Global Stocks

‘Nearly every investor’ could benefit from adding this investment, says expert

The S&P 500 — a measure of the broad U.S. stock market — returned nearly 18% in 2025, the index’s third straight year of double-digit gains.

For the first time since 2022, however, the stocks from the rest of the world did even better. The MSCI EAFE Index, which tracks international stocks from developed nations, posted a return of roughly 32% last year, and the MSCI Emerging Markets Index, which tracks stocks from developing economies, posted a 34% return.

With both indexes leading the S&P so far in 2025, it may be worth examining what role international stocks currently play in your portfolio.

“Nearly every investor that we speak to could probably benefit from adding some international allocations,” Kristy Akullian, head of iShares investment strategy for the Americas at BlackRock, recently told CNBC Make It.

It’s not just a matter of investing in what’s done well recently. Rather, after years of domestic stocks crushing their international rivals, many investor portfolios are heavily tilted toward U.S. names. Upping your exposure to international stocks may be a smart way to even things out, Akullian says.

“We know that most U.S. investors are very overweight U.S. equities. There is a very strong country bias,” she says. “And it’s not a matter of being a little bit overweight relative to a broad benchmark; it is orders of magnitude more overweight.”

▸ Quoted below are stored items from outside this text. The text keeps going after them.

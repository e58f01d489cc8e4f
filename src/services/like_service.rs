use std::time::Duration;

use chrono::Utc;

use crate::broker::events::{LikeAction, LikeEvent};
use crate::broker::{EventProducer, TOPIC_LIKE_EVENTS, TOPIC_POPULARITY_EVENTS};
use crate::broker::events::PopularityEvent;
use crate::error::{AppError, AppResult};
use crate::repository::{FeedRepository, LikeRepository};
use crate::services::popularity_cache::PopularityCache;

const PUBLISH_DEADLINE: Duration = Duration::from_millis(500);

#[derive(Clone)]
pub struct LikeService {
    feed_repo: FeedRepository,
    like_repo: LikeRepository,
    producer: EventProducer,
    popularity: PopularityCache,
}

impl LikeService {
    pub fn new(
        feed_repo: FeedRepository,
        like_repo: LikeRepository,
        producer: EventProducer,
        popularity: PopularityCache,
    ) -> Self {
        LikeService {
            feed_repo,
            like_repo,
            producer,
            popularity,
        }
    }

    pub async fn like(&self, account_id: u64, video_id: u64) -> AppResult<()> {
        self.apply(account_id, video_id, LikeAction::Like, 1).await
    }

    pub async fn unlike(&self, account_id: u64, video_id: u64) -> AppResult<()> {
        self.apply(account_id, video_id, LikeAction::Unlike, -1).await
    }

    async fn apply(
        &self,
        account_id: u64,
        video_id: u64,
        action: LikeAction,
        delta: i64,
    ) -> AppResult<()> {
        if account_id == 0 {
            return Err(AppError::Unauthorized);
        }
        if !self
            .feed_repo
            .exists(video_id)
            .await
            .map_err(AppError::Internal)?
        {
            return Err(AppError::NotFound(format!("video {video_id} not found")));
        }

        let occurred_at = Utc::now();
        let like_event = LikeEvent {
            event_id: crate::broker::events::new_event_id(),
            action: action.clone(),
            user_id: account_id,
            video_id,
            occurred_at,
        };
        let routing_key = match action {
            LikeAction::Like => "like.like",
            LikeAction::Unlike => "like.unlike",
        };

        let mysql_enqueued = self
            .producer
            .publish(TOPIC_LIKE_EVENTS, routing_key, &like_event, PUBLISH_DEADLINE)
            .await
            .is_ok();

        let popularity_event = PopularityEvent::update(video_id, delta, occurred_at);
        let cache_enqueued = self
            .producer
            .publish(
                TOPIC_POPULARITY_EVENTS,
                "video.popularity.update",
                &popularity_event,
                PUBLISH_DEADLINE,
            )
            .await
            .is_ok();

        if mysql_enqueued && cache_enqueued {
            return Ok(());
        }

        if !mysql_enqueued {
            self.inline_db_fallback(account_id, video_id, action, delta).await?;
        }
        if !cache_enqueued {
            if let Err(err) = self.popularity.apply_delta(video_id, delta, occurred_at).await {
                tracing::warn!(error = %err, video_id, "inline cache fallback failed");
            }
        }

        Ok(())
    }

    /// Inline DB write used when the broker publish failed: re-checks
    /// existence, creates/deletes the like row, and bumps both counters in
    /// one transaction so they never observe a torn state.
    async fn inline_db_fallback(
        &self,
        account_id: u64,
        video_id: u64,
        action: LikeAction,
        delta: i64,
    ) -> AppResult<()> {
        if !self
            .feed_repo
            .exists(video_id)
            .await
            .map_err(AppError::Internal)?
        {
            return Err(AppError::NotFound(format!("video {video_id} not found")));
        }

        let mut tx = self.like_repo.begin().await.map_err(AppError::Internal)?;

        match action {
            LikeAction::Like => {
                let created = sqlx::query(
                    r#"
                    INSERT INTO likes (video_id, account_id, created_at)
                    VALUES ($1, $2, now())
                    ON CONFLICT (video_id, account_id) DO NOTHING
                    "#,
                )
                .bind(video_id as i64)
                .bind(account_id as i64)
                .execute(&mut *tx)
                .await
                .map_err(AppError::Database)?
                .rows_affected()
                    > 0;

                if !created {
                    tx.rollback().await.map_err(AppError::Database)?;
                    return Err(AppError::Conflict("user has liked this video".to_string()));
                }
            }
            LikeAction::Unlike => {
                sqlx::query(r#"DELETE FROM likes WHERE video_id = $1 AND account_id = $2"#)
                    .bind(video_id as i64)
                    .bind(account_id as i64)
                    .execute(&mut *tx)
                    .await
                    .map_err(AppError::Database)?;
            }
        }

        sqlx::query(r#"UPDATE videos SET likes_count = GREATEST(likes_count + $1, 0) WHERE id = $2"#)
            .bind(delta)
            .bind(video_id as i64)
            .execute(&mut *tx)
            .await
            .map_err(AppError::Database)?;
        sqlx::query(r#"UPDATE videos SET popularity = GREATEST(popularity + $1, 0) WHERE id = $2"#)
            .bind(delta)
            .bind(video_id as i64)
            .execute(&mut *tx)
            .await
            .map_err(AppError::Database)?;

        tx.commit().await.map_err(AppError::Database)?;
        Ok(())
    }
}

Why international stocks outperformed in 2025

In 2025, international names began to turn the tide. For one thing, the global economy grew faster than the U.S. economy last year, with certain emerging nations, such as India and China, growing at an even faster clip — a trend analysts at Goldman Sachs expect to continue this year.

Fiscal stimulus and announcements for increased European defense are among factors that bolstered returns in developed markets, Akullian says. And emerging markets, such as China and Taiwan, got a boost from the shift to artificial intelligence.

“Much of the production of the AI supply chain happens … in emerging Asian markets,” she says. “They have been the beneficiary of some of the enthusiasm that we have seen for AI, and not just enthusiasm, but some of the capital expenditure and the investment that we have as a result of AI.”

Aiding foreign stocks across the board was a steady decline in the value of the U.S. dollar, meaning that American investors got more dollars for profits international companies earned in foreign currencies.

“If the dollar continues to break down, the first thing we’d look to do is to add international [stocks], because the dollar is such a key piece of that equation,” says Jeffrey Buchbinder, chief equity strategist at LPL Financial.

Why consider investing abroad

So where does that leave investors in 2026? Investing pros tend to caution against making any wholesale changes to your portfolio based on short-term moves in the market. You’d be wise to consult a financial professional before adjusting your strategy.

But generally, spreading your portfolio across a wide variety of assets guarantees that one part of your portfolio is always “working” and smooths your performance over the long-term, experts say.

And despite a long drought in recent years, foreign stocks do sometimes spend long periods leading U.S. names, as they did for the back half of the 1980s and much of the early 2000s, according to data from Hartford Funds.

If you have next to no international exposure, consider diversifying, says Akullian. Adding emerging market stocks, she says, will get you exposure to companies in fast-growing economies while developed-market stocks may be a way to make your portfolio a little less reliant on the AI revolution. Just under 10% of the EAFE’s stocks are in tech, compared with nearly 35% of the S&P 500.

And with foreign stocks getting off the mat of late, it may not feel like you’re leaving money on the table by diversifying, Akullian says.

“There are more ways to invest now where you can be deliberately more diversified, and the tradeoff is not quite as dark as it has been in previous years.”